Anyone know anything about this user-agent? I've gotten a dozen or so hits in two distinct visits for the same page on one of my sites from it in the last 24 hours, all from a .gov address, concurrent with MSIE 6.0 / Windows NT 5.1 visits. Checked for robots.txt, which is empty, so I can't comment on whether it *obeys* it, but...
sahp4058.sandia.gov - - [13/Dec/2004:20:07:14 +0000] "GET /robots.txt HTTP/1.0" 200 0 "-" "Mozilla/4.0 (compatible; MSIE 6.0; compatible; StanleyWebSpider 1.0) StanleyWebSpider/1.0"
sahp4058.sandia.gov - - [13/Dec/2004:20:07:16 +0000] "GET /osama.html HTTP/1.0" 200 7931 "-" "Mozilla/4.0 (compatible; MSIE 6.0; compatible; StanleyWebSpider 1.0) StanleyWebSpider/1.0"
sahp4058.sandia.gov - - [13/Dec/2004:20:12:04 +0000] "GET /osama.html HTTP/1.0" 200 7931 "-" "Mozilla/4.0 (compatible; MSIE 6.0; Windows NT 5.1; .NET CLR 1.1.4322)"
sahp4058.sandia.gov - - [13/Dec/2004:20:18:12 +0000] "GET /index.html HTTP/1.0" 200 5423 "-" "Mozilla/4.0 (compatible; MSIE 6.0; compatible; StanleyWebSpider 1.0) StanleyWebSpider/1.0"
Makes me wonder what they're up to over there at Sandia. :)
Well..if the file name is really "osama" then I can guess what they're up to.
From their site:
"Helping Our Nation Secure a Peaceful and Free World Through Technology"
Well, yes, the page really is named osama.html, and it really is, you know, about Bin Laden. I don't know if I'm ready to believe that a web spider (that requests robots.txt!) really is part of our national intelligence programme. The name really intrigues me, as I can't find any reference anywhere to a "Stanley" spider, and if the intelligence community were going to be going a-spidering, I'd expect them to use a commercial product, or spoof Googlebot, or... something a little less attention-getting than a mystery spider.

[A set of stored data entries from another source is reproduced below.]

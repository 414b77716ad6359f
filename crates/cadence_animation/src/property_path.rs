//! Property paths
//!
//! A property path locates the `(object, property)` pair an animation writes,
//! starting from the animation's target object.
//!
//! # Grammar
//!
//! ```text
//! path    := segment ('.' segment)*
//! segment := member ('[' integer ']')*
//! member  := identifier | '(' identifier ')' | '(' Type '.' identifier ')'
//! ```
//!
//! - A bare `identifier` is looked up on the runtime type of the object it is
//!   applied to. It may only traverse into a sub-object when followed by an
//!   indexer (`Children[0]`); otherwise it must be the final segment.
//! - `(Type.Member)` names the declaring type explicitly and may appear at any
//!   position. This is how attached properties (`(Canvas.Left)`) and
//!   properties of sub-objects (`(Control.Background).(SolidColorBrush.Color)`)
//!   are reached.
//! - A path made of exactly `Type.Member` is shorthand for `(Type.Member)`.
//!
//! Resolution only reads the object graph.

use cadence_core::{ObjectId, ObjectRef, PropertyId, Value};
use nom::{
    branch::alt,
    bytes::complete::take_while,
    character::complete::{char, digit1, multispace0, satisfy},
    combinator::{all_consuming, cut, map, map_res, opt, recognize},
    error::{context, VerboseError, VerboseErrorKind},
    multi::{many0, separated_list1},
    sequence::{delimited, pair, preceded},
    Finish, IResult,
};
use smallvec::SmallVec;
use std::fmt;
use std::sync::Arc;

use crate::error::PathError;

type ParseResult<'a, O> = IResult<&'a str, O, VerboseError<&'a str>>;

// ============================================================================
// Parsed form
// ============================================================================

/// The member named by one path segment
#[derive(Clone, Debug, PartialEq, Eq)]
pub enum Member {
    /// Unparenthesized identifier
    Bare(String),
    /// Parenthesized member, optionally qualified by its declaring type
    Qualified { owner: Option<String>, name: String },
}

impl Member {
    pub fn name(&self) -> &str {
        match self {
            Member::Bare(name) => name,
            Member::Qualified { name, .. } => name,
        }
    }
}

impl fmt::Display for Member {
    fn fmt(&self, f: &mut fmt::Formatter<'_>) -> fmt::Result {
        match self {
            Member::Bare(name) => write!(f, "{name}"),
            Member::Qualified {
                owner: Some(owner),
                name,
            } => write!(f, "({owner}.{name})"),
            Member::Qualified { owner: None, name } => write!(f, "({name})"),
        }
    }
}

/// One `.`-separated segment of a path
#[derive(Clone, Debug, PartialEq, Eq)]
pub struct PathSegment {
    pub member: Member,
    pub indices: SmallVec<[usize; 2]>,
}

impl fmt::Display for PathSegment {
    fn fmt(&self, f: &mut fmt::Formatter<'_>) -> fmt::Result {
        write!(f, "{}", self.member)?;
        for index in &self.indices {
            write!(f, "[{index}]")?;
        }
        Ok(())
    }
}

// ============================================================================
// Parser
// ============================================================================

fn identifier(input: &str) -> ParseResult<&str> {
    context(
        "identifier",
        recognize(pair(
            satisfy(|c: char| c.is_alphabetic() || c == '_'),
            take_while(|c: char| c.is_alphanumeric() || c == '_'),
        )),
    )(input)
}

/// `(Type.Member)` or `(Member)`
fn qualified_member(input: &str) -> ParseResult<Member> {
    context(
        "parenthesized member",
        map(
            delimited(
                char('('),
                cut(pair(identifier, opt(preceded(char('.'), identifier)))),
                cut(char(')')),
            ),
            |(first, second)| match second {
                Some(name) => Member::Qualified {
                    owner: Some(first.to_string()),
                    name: name.to_string(),
                },
                None => Member::Qualified {
                    owner: None,
                    name: first.to_string(),
                },
            },
        ),
    )(input)
}

fn member(input: &str) -> ParseResult<Member> {
    alt((
        qualified_member,
        map(identifier, |name| Member::Bare(name.to_string())),
    ))(input)
}

fn indexer(input: &str) -> ParseResult<usize> {
    context(
        "indexer",
        delimited(
            char('['),
            cut(map_res(digit1, str::parse::<usize>)),
            cut(char(']')),
        ),
    )(input)
}

fn segment(input: &str) -> ParseResult<PathSegment> {
    map(pair(member, many0(indexer)), |(member, indices)| PathSegment {
        member,
        indices: SmallVec::from_vec(indices),
    })(input)
}

fn path(input: &str) -> ParseResult<Vec<PathSegment>> {
    all_consuming(delimited(
        multispace0,
        separated_list1(char('.'), segment),
        multispace0,
    ))(input)
}

/// Parse path text into segments
pub fn parse_path(text: &str) -> Result<Vec<PathSegment>, PathError> {
    match path(text).finish() {
        Ok((_, segments)) => Ok(segments),
        Err(err) => {
            let (position, message) = describe_error(text, &err);
            tracing::debug!(path = text, position, %message, "property path rejected");
            Err(PathError::Syntax {
                path: text.to_string(),
                position,
                message,
            })
        }
    }
}

fn describe_error(text: &str, err: &VerboseError<&str>) -> (usize, String) {
    let position = err
        .errors
        .first()
        .map(|(rest, _)| text.len().saturating_sub(rest.len()))
        .unwrap_or(0);
    let expected = err.errors.iter().find_map(|(_, kind)| match kind {
        VerboseErrorKind::Context(ctx) => Some(format!("expected {ctx}")),
        VerboseErrorKind::Char(c) => Some(format!("expected '{c}'")),
        VerboseErrorKind::Nom(_) => None,
    });
    let message = expected.unwrap_or_else(|| "unexpected input".to_string());
    (position, message)
}

// ============================================================================
// PropertyPath
// ============================================================================

#[derive(Clone, Debug, PartialEq, Eq)]
enum PathSource {
    Text(String),
    Property(PropertyId),
}

/// A path from a target object to the property an animation drives
#[derive(Clone, Debug, PartialEq, Eq)]
pub struct PropertyPath {
    source: PathSource,
}

impl PropertyPath {
    /// A path given as text; syntax errors surface when it is resolved
    pub fn new(path: impl Into<String>) -> Self {
        Self {
            source: PathSource::Text(path.into()),
        }
    }

    /// A path naming a registered property directly on the target
    pub fn from_property(property: PropertyId) -> Self {
        Self {
            source: PathSource::Property(property),
        }
    }

    /// The path text, `None` for property-id paths
    pub fn text(&self) -> Option<&str> {
        match &self.source {
            PathSource::Text(text) => Some(text),
            PathSource::Property(_) => None,
        }
    }

    pub fn property(&self) -> Option<PropertyId> {
        match &self.source {
            PathSource::Property(id) => Some(*id),
            PathSource::Text(_) => None,
        }
    }

    pub(crate) fn is_empty(&self) -> bool {
        matches!(&self.source, PathSource::Text(text) if text.trim().is_empty())
    }

    /// Resolve against `root`, returning the location to write
    pub fn resolve(&self, root: &ObjectRef) -> Result<PropertyTarget, PathError> {
        match &self.source {
            PathSource::Property(id) => {
                let registry = root.registry();
                if !registry.applies_to(*id, root.type_name()) {
                    let property = registry
                        .property(*id)
                        .map(|info| info.qualified_name())
                        .unwrap_or_else(|| format!("#{}", id.index()));
                    return Err(PathError::PropertyNotApplicable {
                        type_name: root.type_name().to_string(),
                        property,
                    });
                }
                Ok(PropertyTarget::new(Arc::clone(root), *id))
            }
            PathSource::Text(text) => {
                let segments = parse_path(text)?;
                resolve_segments(root, segments)
            }
        }
    }
}

impl fmt::Display for PropertyPath {
    fn fmt(&self, f: &mut fmt::Formatter<'_>) -> fmt::Result {
        match &self.source {
            PathSource::Text(text) => write!(f, "{text}"),
            PathSource::Property(id) => write!(f, "#{}", id.index()),
        }
    }
}

impl From<&str> for PropertyPath {
    fn from(path: &str) -> Self {
        PropertyPath::new(path)
    }
}

impl From<String> for PropertyPath {
    fn from(path: String) -> Self {
        PropertyPath::new(path)
    }
}

impl From<PropertyId> for PropertyPath {
    fn from(property: PropertyId) -> Self {
        PropertyPath::from_property(property)
    }
}

// ============================================================================
// Resolution
// ============================================================================

/// A resolved, writable property location
#[derive(Clone, Debug)]
pub struct PropertyTarget {
    pub object: ObjectRef,
    pub property: PropertyId,
}

impl PropertyTarget {
    pub fn new(object: ObjectRef, property: PropertyId) -> Self {
        Self { object, property }
    }

    pub fn get(&self) -> Value {
        self.object.get_value(self.property)
    }

    pub fn set(&self, value: Value) -> cadence_core::Result<()> {
        self.object.set_value(self.property, value)
    }

    /// Identity of the location
    pub fn key(&self) -> (ObjectId, PropertyId) {
        (self.object.id(), self.property)
    }

    pub(crate) fn describe(&self) -> String {
        let property = self
            .object
            .registry()
            .property(self.property)
            .map(|info| info.qualified_name())
            .unwrap_or_else(|| format!("#{}", self.property.index()));
        match self.object.name() {
            Some(name) => format!("{property} of {} '{name}'", self.object.type_name()),
            None => format!("{property} of a {}", self.object.type_name()),
        }
    }
}

impl PartialEq for PropertyTarget {
    fn eq(&self, other: &Self) -> bool {
        Arc::ptr_eq(&self.object, &other.object) && self.property == other.property
    }
}

impl Eq for PropertyTarget {}

fn resolve_segments(
    root: &ObjectRef,
    mut segments: Vec<PathSegment>,
) -> Result<PropertyTarget, PathError> {
    let registry = Arc::clone(root.registry());

    // `Type.Member` on its own reads as `(Type.Member)`
    if let [first, second] = segments.as_slice() {
        if let (Member::Bare(owner), Member::Bare(name)) = (&first.member, &second.member) {
            if first.indices.is_empty() && second.indices.is_empty() && registry.has_type(owner) {
                segments = vec![PathSegment {
                    member: Member::Qualified {
                        owner: Some(owner.clone()),
                        name: name.clone(),
                    },
                    indices: SmallVec::new(),
                }];
            }
        }
    }

    let last = segments.len() - 1;
    let mut current = Arc::clone(root);
    for (position, segment) in segments.iter().enumerate() {
        let is_final = position == last;
        let type_name = current.type_name().to_string();

        let property = match &segment.member {
            Member::Bare(name) if !is_final && segment.indices.is_empty() => {
                return Err(PathError::NonFinalBareSegment(name.clone()));
            }
            Member::Bare(name) | Member::Qualified { owner: None, name } => registry
                .find_property(&type_name, name)
                .ok_or_else(|| PathError::UnknownMember {
                    type_name: type_name.clone(),
                    member: name.clone(),
                })?,
            Member::Qualified {
                owner: Some(owner),
                name,
            } => {
                if !registry.has_type(owner) {
                    return Err(PathError::UnknownType(owner.clone()));
                }
                let property =
                    registry
                        .lookup(owner, name)
                        .ok_or_else(|| PathError::UnknownMember {
                            type_name: owner.clone(),
                            member: name.clone(),
                        })?;
                if !registry.applies_to(property, &type_name) {
                    return Err(PathError::TypeMismatch {
                        type_name,
                        owner: owner.clone(),
                        member: name.clone(),
                    });
                }
                property
            }
        };

        if is_final {
            if !segment.indices.is_empty() {
                return Err(PathError::IndexedFinalSegment(segment.to_string()));
            }
            return Ok(PropertyTarget::new(current, property));
        }

        let mut next = match current.get_value(property) {
            Value::Object(obj) => obj,
            Value::Null => return Err(PathError::NullIntermediate(segment.member.to_string())),
            _ => return Err(PathError::NotAnObject(segment.member.to_string())),
        };
        for &index in &segment.indices {
            if !next.is_container() {
                return Err(PathError::NotIndexable(segment.member.to_string()));
            }
            let len = next.item_count();
            next = next.item(index).ok_or_else(|| PathError::IndexOutOfRange {
                member: segment.member.to_string(),
                index,
                len,
            })?;
        }
        current = next;
    }

    unreachable!("a parsed path has at least one segment")
}
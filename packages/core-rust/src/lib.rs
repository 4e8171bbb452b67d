//! Floodgate Core — fault taxonomy, source-chain classification, and
//! operation naming for invocation statistics.

pub mod fault;
pub mod naming;

pub use fault::{chain_contains, classify, FaultCategory, FaultMatcher, ServiceUnavailable};
pub use naming::{qualified_operation_name, validate_statistics_name, NameError, NameStyle};
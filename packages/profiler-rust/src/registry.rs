//! Registry of named statistics entries.
//!
//! One registry lives for the whole process and is owned by the host
//! application, which hands out `Arc` handles to anything that profiles calls
//! or exports metrics. Entries are created lazily on first use of a name and
//! never evicted.

use std::sync::Arc;

use dashmap::mapref::entry::Entry;
use dashmap::DashMap;

use floodgate_core::naming::NameError;

use crate::statistics::{ServiceStatistics, StatisticsSnapshot};

// ---------------------------------------------------------------------------
// StatisticsRegistry
// ---------------------------------------------------------------------------

/// Concurrent name-to-statistics map with race-free lazy creation.
#[derive(Default)]
pub struct StatisticsRegistry {
    by_name: DashMap<String, Arc<ServiceStatistics>>,
}

impl StatisticsRegistry {
    /// Creates an empty registry.
    #[must_use]
    pub fn new() -> Self {
        Self {
            by_name: DashMap::new(),
        }
    }

    /// Fetch the entry for `name`, constructing it with `init` on first use.
    ///
    /// Concurrent first calls for the same name construct exactly one entry;
    /// every caller observes the same instance, and `init` never runs again
    /// for a known name.
    ///
    /// # Errors
    ///
    /// Propagates the `init` failure (an invalid name). Nothing is inserted
    /// in that case and other entries are unaffected.
    pub fn get_or_create(
        &self,
        name: &str,
        init: impl FnOnce() -> Result<ServiceStatistics, NameError>,
    ) -> Result<Arc<ServiceStatistics>, NameError> {
        if let Some(existing) = self.by_name.get(name) {
            return Ok(existing.clone());
        }
        match self.by_name.entry(name.to_string()) {
            Entry::Occupied(entry) => Ok(entry.get().clone()),
            Entry::Vacant(entry) => {
                let stats = Arc::new(init()?);
                entry.insert(stats.clone());
                Ok(stats)
            }
        }
    }

    /// Fetch an existing entry without creating it.
    #[must_use]
    pub fn get(&self, name: &str) -> Option<Arc<ServiceStatistics>> {
        self.by_name.get(name).map(|entry| entry.value().clone())
    }

    /// Number of registered entries.
    #[must_use]
    pub fn len(&self) -> usize {
        self.by_name.len()
    }

    /// Whether no entries exist yet.
    #[must_use]
    pub fn is_empty(&self) -> bool {
        self.by_name.is_empty()
    }

    /// Registered names, in no particular order.
    #[must_use]
    pub fn names(&self) -> Vec<String> {
        self.by_name
            .iter()
            .map(|entry| entry.key().clone())
            .collect()
    }

    /// One snapshot per entry, for handing to an exporter.
    #[must_use]
    pub fn snapshots(&self) -> Vec<StatisticsSnapshot> {
        self.by_name
            .iter()
            .map(|entry| entry.value().snapshot())
            .collect()
    }
}

// ---------------------------------------------------------------------------
// Tests
// ---------------------------------------------------------------------------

Though a "unique" user-agent is a first, the pattern of requests does remind me of the behaviour of some cacheing proxies I've seen in the .nipr.mil range, where (surmising) someone behind the proxy requests the page from a site, and the proxy makes repeated requests for the page, presumably in an attempt to see if the content is dynamic or static.
That's just an observation, though. It'll be interesting to see if anyone else observes this "spider" in the wild, and if there's any discernable similarities between pages it's "spidering". :)